### Assigned task
Find all lines below containing the string "Option" and return them.

● ● ● ●

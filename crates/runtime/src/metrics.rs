use std::collections::BTreeMap;

/// Per-pass summary reported by the layout engine.
#[derive(Debug, Default, Copy, Clone, PartialEq, Eq)]
pub struct PassReport {
    pub candidates: usize,
    pub visible: usize,
    pub placed: usize,
    pub rejected_overlap: usize,
    pub rejected_cap: usize,
    pub clusters: usize,
    pub added: usize,
    pub updated: usize,
    pub removed: usize,
}

/// Deterministic metrics aggregation for layout passes.
///
/// Metrics must not depend on wall-clock time or unordered iteration.
/// This type uses sorted maps so snapshots have stable ordering.
#[derive(Debug, Default, Clone, PartialEq, Eq)]
pub struct LayoutMetrics {
    counters: BTreeMap<&'static str, u64>,
    histograms: BTreeMap<&'static str, Histogram>,
    last_pass: Option<PassReport>,
}

#[derive(Debug, Copy, Clone, PartialEq, Eq, Default)]
pub struct Histogram {
    pub count: u64,
    pub sum: i64,
    pub min: i64,
    pub max: i64,
}

impl Histogram {
    pub fn record(&mut self, value: i64) {
        if self.count == 0 {
            self.min = value;
            self.max = value;
        } else {
            self.min = self.min.min(value);
            self.max = self.max.max(value);
        }
        self.count += 1;
        self.sum += value;
    }

    pub fn mean(&self) -> Option<f64> {
        (self.count > 0).then(|| self.sum as f64 / self.count as f64)
    }
}

#[derive(Debug, Clone, PartialEq, Eq)]
pub struct MetricsSnapshot {
    pub counters: Vec<(&'static str, u64)>,
    pub histograms: Vec<(&'static str, Histogram)>,
    pub last_pass: Option<PassReport>,
}

impl MetricsSnapshot {
    pub fn counter(&self, name: &str) -> u64 {
        self.counters
            .iter()
            .find(|(k, _)| *k == name)
            .map_or(0, |(_, v)| *v)
    }
}

impl LayoutMetrics {
    pub fn new() -> Self {
        Self::default()
    }

    pub fn counter(&self, name: &str) -> u64 {
        self.counters.get(name).copied().unwrap_or(0)
    }

    pub fn inc_counter(&mut self, name: &'static str, by: u64) {
        *self.counters.entry(name).or_insert(0) += by;
    }

    pub fn histogram(&self, name: &str) -> Option<Histogram> {
        self.histograms.get(name).copied()
    }

    pub fn last_pass(&self) -> Option<PassReport> {
        self.last_pass
    }

    pub fn record_pass(&mut self, report: PassReport) {
        self.inc_counter("passes.completed", 1);
        self.inc_counter("objects.added", report.added as u64);
        self.inc_counter("objects.updated", report.updated as u64);
        self.inc_counter("objects.removed", report.removed as u64);
        self.record("pass.candidates", report.candidates);
        self.record("pass.visible", report.visible);
        self.record("pass.placed", report.placed);
        self.record("pass.rejected_overlap", report.rejected_overlap);
        self.record("pass.rejected_cap", report.rejected_cap);
        self.record("pass.clusters", report.clusters);
        self.last_pass = Some(report);
    }

    pub fn record_cancelled(&mut self) {
        self.inc_counter("passes.cancelled", 1);
    }

    pub fn record_skipped(&mut self, reason: &'static str) {
        self.inc_counter(reason, 1);
    }

    fn record(&mut self, name: &'static str, value: usize) {
        self.histograms
            .entry(name)
            .or_default()
            .record(i64::try_from(value).unwrap_or(i64::MAX));
    }

    /// Returns a stable, sorted snapshot suitable for logs/debug UI.
    pub fn snapshot(&self) -> MetricsSnapshot {
        MetricsSnapshot {
            counters: self.counters.iter().map(|(k, v)| (*k, *v)).collect(),
            histograms: self.histograms.iter().map(|(k, v)| (*k, *v)).collect(),
            last_pass: self.last_pass,
        }
    }
}

#[cfg(test)]
mod tests {
    use super::{Histogram, LayoutMetrics, PassReport};

    #[test]
    fn histogram_tracks_min_max_sum_count() {
        let mut h = Histogram::default();
        assert_eq!(h.mean(), None);
        h.record(5);
        h.record(-2);
        h.record(7);
        assert_eq!(h.count, 3);
        assert_eq!(h.sum, 10);
        assert_eq!(h.min, -2);
        assert_eq!(h.max, 7);
    }

    #[test]
    fn passes_accumulate_counters_and_histograms() {
        let mut m = LayoutMetrics::new();
        m.record_pass(PassReport {
            candidates: 10,
            placed: 4,
            added: 4,
            ..PassReport::default()
        });
        m.record_pass(PassReport {
            candidates: 12,
            placed: 6,
            added: 2,
            removed: 1,
            ..PassReport::default()
        });
        m.record_cancelled();

        assert_eq!(m.counter("passes.completed"), 2);
        assert_eq!(m.counter("passes.cancelled"), 1);
        assert_eq!(m.counter("objects.added"), 6);
        assert_eq!(m.counter("missing"), 0);
        let placed = m.histogram("pass.placed").expect("histogram");
        assert_eq!((placed.min, placed.max, placed.count), (4, 6, 2));
        assert_eq!(m.last_pass().map(|p| p.candidates), Some(12));
    }

    #[test]
    fn snapshot_is_stably_sorted() {
        let mut m = LayoutMetrics::new();
        m.record_skipped("passes.skipped.throttled");
        m.record_skipped("passes.skipped.busy");
        let snap = m.snapshot();
        assert_eq!(
            snap.counters,
            vec![
                ("passes.skipped.busy", 1),
                ("passes.skipped.throttled", 1)
            ]
        );
    }
}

● ● ● ●

### Output
    last_pass: Option<PassReport>,
    pub fn mean(&self) -> Option<f64> {
    pub last_pass: Option<PassReport>,
    pub fn histogram(&self, name: &str) -> Option<Histogram> {
    pub fn last_pass(&self) -> Option<PassReport> {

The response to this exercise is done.